Como levantar as pesadas peças de virola?

Como descer lá do sótão as tábuas virgens?

com a força dos músculos em tensão, não há como sair sem os desgastes oriundos da queda. Uma pequena queda num estacionamento, onde eu  buscava uma vaga, para aquietar a nervosa 125.

fatos pequenos do dia se confundem com os caminhos da alma. Tenho pensado em deixar ao longe, de vez, quieto como uma peraltice da infância, esse sonho. Penso por mil vezes em abandonar a cenografia. Na minha vida, a cenografia teve um começo ruim, e as tramas terríveis desse começo ainda me incomodam.

Por outro lado, calar esse léxico, que me faz sentir um pequeno deus construtor de Édens, seria calar não só a trama suja, mas parte boa de minha alegria.

Tenho pensado idiotices mexicanas. tenho imaginado mulheres de longas cabeleiras laqueadas a chorar sem lágrimas diante de uma câmera, dizendo a si mesmas: "pobre mundo que não mereço". tudo isso é claro, antes do engraçadíssimo comercial de shampoo.

E das coisas que faço, a melhor bem que poderia ser escolhida e colocada num trono. A melhor ação que tomo em arte, suponho, não carece de corpo algum além do meu. É uma masturbação frequente. aperto as teclas e as palavras vão surgindo..  e todas as emoções conhecidas, desconhecidas, nomeadas ou não, cabem e se constroem entre meus dedos e a minha vontade... basta que eu persista, mesmo que os músculos me implorem para que eu desista.

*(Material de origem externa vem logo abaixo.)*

//! HTTP/1.x connector.
//!
//! Accepts connections, parses requests into pooled [`RequestLineBuffer`]s,
//! hands each request to the pipeline selected by a [`Mapper`] and writes the
//! response through a [`ChunkedOutputStream`]. Connections are kept alive
//! until the client asks to close, the idle timeout passes, or the
//! per-connection request limit is reached.

use crate::chunked::ChunkedOutputStream;
use crate::logging::{debug, info, trace, warn};
use crate::{
    Error, HttpDateCache, Mapper, ObjectPool, Request, RequestLineBuffer, Response, Result,
    ServerConfig,
};
use memchr::memchr;
use std::future::Future;
use std::io;
use std::sync::Arc;
use std::sync::atomic::{AtomicU64, Ordering};
use tokio::io::{AsyncBufRead, AsyncBufReadExt, AsyncRead, AsyncReadExt, AsyncWrite, AsyncWriteExt, BufReader};
use tokio::net::TcpListener;
use tokio::task::JoinSet;
use tokio::time::timeout;

/// Value of the `Server` response header
pub const SERVER_HEADER: &str = concat!("Sluice/", env!("CARGO_PKG_VERSION"));

/// Connector counters
#[derive(Debug, Default)]
pub struct ConnectorStats {
    connections: AtomicU64,
    requests: AtomicU64,
    errors: AtomicU64,
}

impl ConnectorStats {
    /// Connections accepted
    pub fn connections(&self) -> u64 {
        self.connections.load(Ordering::Relaxed)
    }

    /// Requests dispatched to a pipeline
    pub fn requests(&self) -> u64 {
        self.requests.load(Ordering::Relaxed)
    }

    /// Requests answered with an error status by the connector
    pub fn errors(&self) -> u64 {
        self.errors.load(Ordering::Relaxed)
    }
}

enum LineRead {
    Line,
    Eof,
    TooLong,
}

/// HTTP/1.x front end shared by every connection task.
pub struct Connector {
    config: ServerConfig,
    mapper: Arc<dyn Mapper>,
    dates: Arc<HttpDateCache>,
    line_buffers: ObjectPool<RequestLineBuffer>,
    body_buffers: ObjectPool<Vec<u8>>,
    stats: ConnectorStats,
}

impl Connector {
    pub fn new(config: ServerConfig, mapper: Arc<dyn Mapper>) -> Self {
        Self::with_date_cache(config, mapper, Arc::new(HttpDateCache::new()))
    }

    /// Use a date cache shared with other components
    pub fn with_date_cache(
        config: ServerConfig,
        mapper: Arc<dyn Mapper>,
        dates: Arc<HttpDateCache>,
    ) -> Self {
        Self {
            line_buffers: ObjectPool::new(config.line_buffer_pool),
            body_buffers: ObjectPool::new(config.body_buffer_pool),
            config,
            mapper,
            dates,
            stats: ConnectorStats::default(),
        }
    }

    pub fn config(&self) -> &ServerConfig {
        &self.config
    }

    pub fn stats(&self) -> &ConnectorStats {
        &self.stats
    }

    pub fn line_buffer_pool(&self) -> &ObjectPool<RequestLineBuffer> {
        &self.line_buffers
    }

    pub fn body_buffer_pool(&self) -> &ObjectPool<Vec<u8>> {
        &self.body_buffers
    }

    /// Bind a listener on the configured address
    pub async fn bind(&self) -> Result<TcpListener> {
        Ok(TcpListener::bind(&self.config.bind_addr).await?)
    }

    /// Accept connections until `shutdown` resolves, then wait for in-flight
    /// connections for at most the keep-alive timeout.
    pub async fn serve<F>(self: Arc<Self>, listener: TcpListener, shutdown: F) -> Result<()>
    where
        F: Future<Output = ()> + Send,
    {
        tokio::pin!(shutdown);
        info!(addr = %listener.local_addr()?, "Connector listening");

        let mut connections = JoinSet::new();
        loop {
            tokio::select! {
                _ = &mut shutdown => break,
                accepted = listener.accept() => {
                    let (stream, peer) = match accepted {
                        Ok(accepted) => accepted,
                        Err(e) => {
                            warn!(error = %e, "Accept failed");
                            continue;
                        }
                    };
                    if let Err(e) = stream.set_nodelay(true) {
                        trace!(error = %e, "TCP_NODELAY not set");
                    }
                    let connector = self.clone();
                    connections.spawn(async move {
                        if let Err(e) = connector.handle_connection(stream).await {
                            debug!(peer = %peer, error = %e, "Connection closed with error");
                        }
                    });
                }
                Some(_) = connections.join_next(), if !connections.is_empty() => {}
            }
        }
        drop(listener);

        info!(in_flight = connections.len(), "Connector draining connections");
        let drain = async { while connections.join_next().await.is_some() {} };
        if timeout(self.config.keep_alive_timeout_duration(), drain).await.is_err() {
            connections.abort_all();
        }
        Ok(())
    }

    /// Serve every request on one connection.
    pub async fn handle_connection<S>(&self, stream: S) -> Result<()>
    where
        S: AsyncRead + AsyncWrite + Unpin,
    {
        self.stats.connections.fetch_add(1, Ordering::Relaxed);
        let mut stream = BufReader::new(stream);
        let mut line = self.line_buffers.get_or_else(RequestLineBuffer::new);
        let mut raw = Vec::with_capacity(256);
        let idle = self.config.keep_alive_timeout_duration();
        let mut served = 0u32;

        let result = loop {
            let read = timeout(idle, self.read_request(&mut stream, &mut raw, &mut line)).await;
            let mut req = match read {
                Err(_) => {
                    trace!("Keep-alive timeout");
                    break Ok(());
                }
                Ok(Ok(None)) => break Ok(()),
                Ok(Ok(Some(req))) => req,
                Ok(Err(Error::Io(e))) => break Err(Error::Io(e)),
                Ok(Err(e)) => {
                    self.stats.errors.fetch_add(1, Ordering::Relaxed);
                    debug!(error = %e, "Rejecting malformed request");
                    break self.write_rejection(&mut stream, &e).await;
                }
            };
            line.recycle();
            served += 1;
            self.stats.requests.fetch_add(1, Ordering::Relaxed);

            let mut res = Response::ok();
            res.set_chunking_allowed(self.config.chunking && req.protocol == "HTTP/1.1");
            if !req.keep_alive() || served >= self.config.max_requests_per_connection {
                res.set_header("Connection", "close");
            }

            self.dispatch(&mut req, &mut res).await;
            let written = self.write_response(&mut stream, &req, &mut res).await;
            self.body_buffers.put(std::mem::take(&mut req.body));
            if let Err(e) = written {
                break Err(e);
            }
            if res.is_closing() {
                break Ok(());
            }
        };

        line.recycle();
        self.line_buffers.put(line);
        if let Err(e) = stream.get_mut().shutdown().await {
            trace!(error = %e, "Shutdown after close failed");
        }
        result
    }

    async fn dispatch(&self, req: &mut Request, res: &mut Response) {
        let result = match self.mapper.map(req) {
            Some(pipeline) => pipeline.invoke(req, res).await,
            None => Err(Error::NotFound(req.path.clone())),
        };
        let Err(e) = result else {
            return;
        };

        self.stats.errors.fetch_add(1, Ordering::Relaxed);
        if res.is_committed() {
            warn!(path = %req.path, error = %e, "Request failed after commit");
            res.set_closing(true);
            return;
        }
        debug!(path = %req.path, status = e.status_code(), error = %e, "Request failed");
        if res.send_error(e.status_code(), &e.to_string()).is_ok()
            && let Some(seconds) = e.retry_after()
        {
            res.set_retry_after(seconds);
        }
    }

    /// Read one request. `Ok(None)` means the peer closed the connection
    /// between requests.
    async fn read_request<R>(
        &self,
        reader: &mut R,
        raw: &mut Vec<u8>,
        line: &mut RequestLineBuffer,
    ) -> Result<Option<Request>>
    where
        R: AsyncBufRead + Unpin,
    {
        // Tolerate stray CRLFs between pipelined requests
        loop {
            raw.clear();
            match read_line(reader, raw, self.config.max_request_line).await? {
                LineRead::Eof => return Ok(None),
                LineRead::TooLong => {
                    return Err(Error::UriTooLong(format!(
                        "request line exceeds {} bytes",
                        self.config.max_request_line
                    )));
                }
                LineRead::Line if raw.iter().all(|b| matches!(b, b'\r' | b'\n')) => continue,
                LineRead::Line => break,
            }
        }

        line.parse(raw)?;
        let mut req = Request::from_request_line(line)?;
        trace!(method = %req.method, uri = %req.uri, "Request line parsed");

        let mut header_bytes = 0;
        loop {
            raw.clear();
            let remaining = self.config.max_header_bytes.saturating_sub(header_bytes);
            match read_line(reader, raw, remaining).await? {
                LineRead::Eof => return Err(Error::BadRequest("truncated headers".to_string())),
                LineRead::TooLong => {
                    return Err(Error::HeaderFieldsTooLarge(format!(
                        "headers exceed {} bytes",
                        self.config.max_header_bytes
                    )));
                }
                LineRead::Line => {}
            }
            header_bytes += raw.len();

            let header = trim_crlf(raw);
            if header.is_empty() {
                break;
            }
            let colon = memchr(b':', header)
                .ok_or_else(|| Error::BadRequest("malformed header line".to_string()))?;
            let name = std::str::from_utf8(&header[..colon])
                .map_err(|_| Error::BadRequest("header name is not UTF-8".to_string()))?
                .trim();
            let value = String::from_utf8_lossy(&header[colon + 1..]).trim().to_string();
            if name.is_empty() {
                return Err(Error::BadRequest("empty header name".to_string()));
            }
            req.headers.insert(name.to_ascii_lowercase(), value);
        }

        if req
            .header("transfer-encoding")
            .is_some_and(|te| !te.eq_ignore_ascii_case("identity"))
        {
            return Err(Error::BadRequest(
                "request bodies must carry a Content-Length".to_string(),
            ));
        }
        if let Some(length) = req.header("content-length") {
            let length: usize = length
                .parse()
                .map_err(|_| Error::BadRequest("invalid Content-Length".to_string()))?;
            if length > self.config.max_body_bytes {
                return Err(Error::PayloadTooLarge(format!(
                    "body of {} bytes exceeds {}",
                    length, self.config.max_body_bytes
                )));
            }
            let mut body = self.body_buffers.get_or_else(Vec::new);
            body.clear();
            body.resize(length, 0);
            reader.read_exact(&mut body).await?;
            req.body = body;
        }

        Ok(Some(req))
    }

    /// Frame and send a response. The body goes out with Content-Length when
    /// it fits in the output buffer, otherwise chunked where allowed.
    async fn write_response<W>(&self, writer: &mut W, req: &Request, res: &mut Response) -> Result<()>
    where
        W: AsyncWrite + Unpin,
    {
        let mut body = res.take_body();
        let bodiless = res.status == 204 || res.status == 304 || (100..200).contains(&res.status);
        if bodiless {
            body.clear();
            res.remove_header("Content-Type");
            if res.status != 304 {
                res.set_content_length(0);
            }
        } else if res.content_length().is_none() && body.len() <= self.config.output_buffer_size {
            res.set_content_length(body.len() as u64);
        }
        res.set_header("Date", &*self.dates.current_date());
        res.set_header("Server", SERVER_HEADER);

        let protocol = if req.protocol == "HTTP/1.1" {
            "HTTP/1.1"
        } else {
            "HTTP/1.0"
        };
        let mut out = ChunkedOutputStream::new(&mut *writer, req, res);
        out.get_mut().write_all(&res.head_bytes(protocol)).await?;
        res.commit();

        for piece in body.chunks(self.config.output_buffer_size.max(1)) {
            out.write(piece).await?;
        }
        out.close().await?;

        trace!(status = res.status, bytes = body.len(), "Response written");
        body.clear();
        self.body_buffers.put(body);
        Ok(())
    }

    /// Answer a request that could not be parsed and close.
    async fn write_rejection<W>(&self, writer: &mut W, error: &Error) -> Result<()>
    where
        W: AsyncWrite + Unpin,
    {
        let req = Request::new("GET", "*").with_protocol("HTTP/1.0");
        let mut res = Response::new(error.status_code());
        res.send_error(error.status_code(), &error.to_string())?;
        res.set_header("Connection", "close");
        self.write_response(writer, &req, &mut res).await
    }
}

async fn read_line<R>(reader: &mut R, out: &mut Vec<u8>, limit: usize) -> io::Result<LineRead>
where
    R: AsyncBufRead + Unpin,
{
    loop {
        let available = reader.fill_buf().await?;
        if available.is_empty() {
            return Ok(if out.is_empty() {
                LineRead::Eof
            } else {
                LineRead::Line
            });
        }

        let (taken, done) = match memchr(b'\n', available) {
            Some(pos) => (pos + 1, true),
            None => (available.len(), false),
        };
        out.extend_from_slice(&available[..taken]);
        reader.consume(taken);

        if trim_crlf(out).len() > limit {
            return Ok(LineRead::TooLong);
        }
        if done {
            return Ok(LineRead::Line);
        }
    }
}

fn trim_crlf(line: &[u8]) -> &[u8] {
    let line = line.strip_suffix(b"\n").unwrap_or(line);
    line.strip_suffix(b"\r").unwrap_or(line)
}

#[cfg(test)]
mod tests {
    use super::*;

    #[tokio::test]
    async fn test_read_line_limits() {
        let mut input: &[u8] = b"GET / HTTP/1.1\r\nHost: x\r\n";
        let mut out = Vec::new();
        assert!(matches!(
            read_line(&mut input, &mut out, 64).await.unwrap(),
            LineRead::Line
        ));
        assert_eq!(out, b"GET / HTTP/1.1\r\n");

        out.clear();
        assert!(matches!(
            read_line(&mut input, &mut out, 3).await.unwrap(),
            LineRead::TooLong
        ));
    }

    #[tokio::test]
    async fn test_read_line_eof() {
        let mut input: &[u8] = b"";
        let mut out = Vec::new();
        assert!(matches!(
            read_line(&mut input, &mut out, 64).await.unwrap(),
            LineRead::Eof
        ));

        let mut partial: &[u8] = b"GET /";
        assert!(matches!(
            read_line(&mut partial, &mut out, 64).await.unwrap(),
            LineRead::Line
        ));
        assert_eq!(out, b"GET /");
    }

    #[test]
    fn test_trim_crlf() {
        assert_eq!(trim_crlf(b"abc\r\n"), b"abc");
        assert_eq!(trim_crlf(b"abc\n"), b"abc");
        assert_eq!(trim_crlf(b"abc"), b"abc");
    }
}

Não sinto vontade de começar a construir o que devo construir no atelier, tolos de mente pequena diriam que isto é preguiça. Esta cidade, desde quando nela resolvi me aquietar, tem tido a incumbência de me revelar a primazia, os sub produtos de toda a merda da civilização ocidental. A primeira de todas, foi essa sensação de estar só, após ter julgado encontrar uma  fatídica possibilidade contrária. e de toda sensação de solidão, a que mais me castigou foi uma, proveniente de um fruto, um fruto que, pelas barbas de Netuno,  não para de crescer. Minha filha, Pirilampo, distante, crescendo dia após dia longe de mim. Que pesado fardo para um coração malignamente egoísta e pseudo pós cristão de pai,  como o meu! É como se eu tivesse orgulho de ter um sofrimento que caberia tranquilamente no meu crachá de servidor público:  PAI DISTANTE. Um cristão saberia bem como resolver a questão: Meu Deus sangrou numa cruz, eles dizem, de que vale esse teu sofrimentozinho de merda? eles indagam. Feche os olhos e cante como um débil mental, eles aconselhariam.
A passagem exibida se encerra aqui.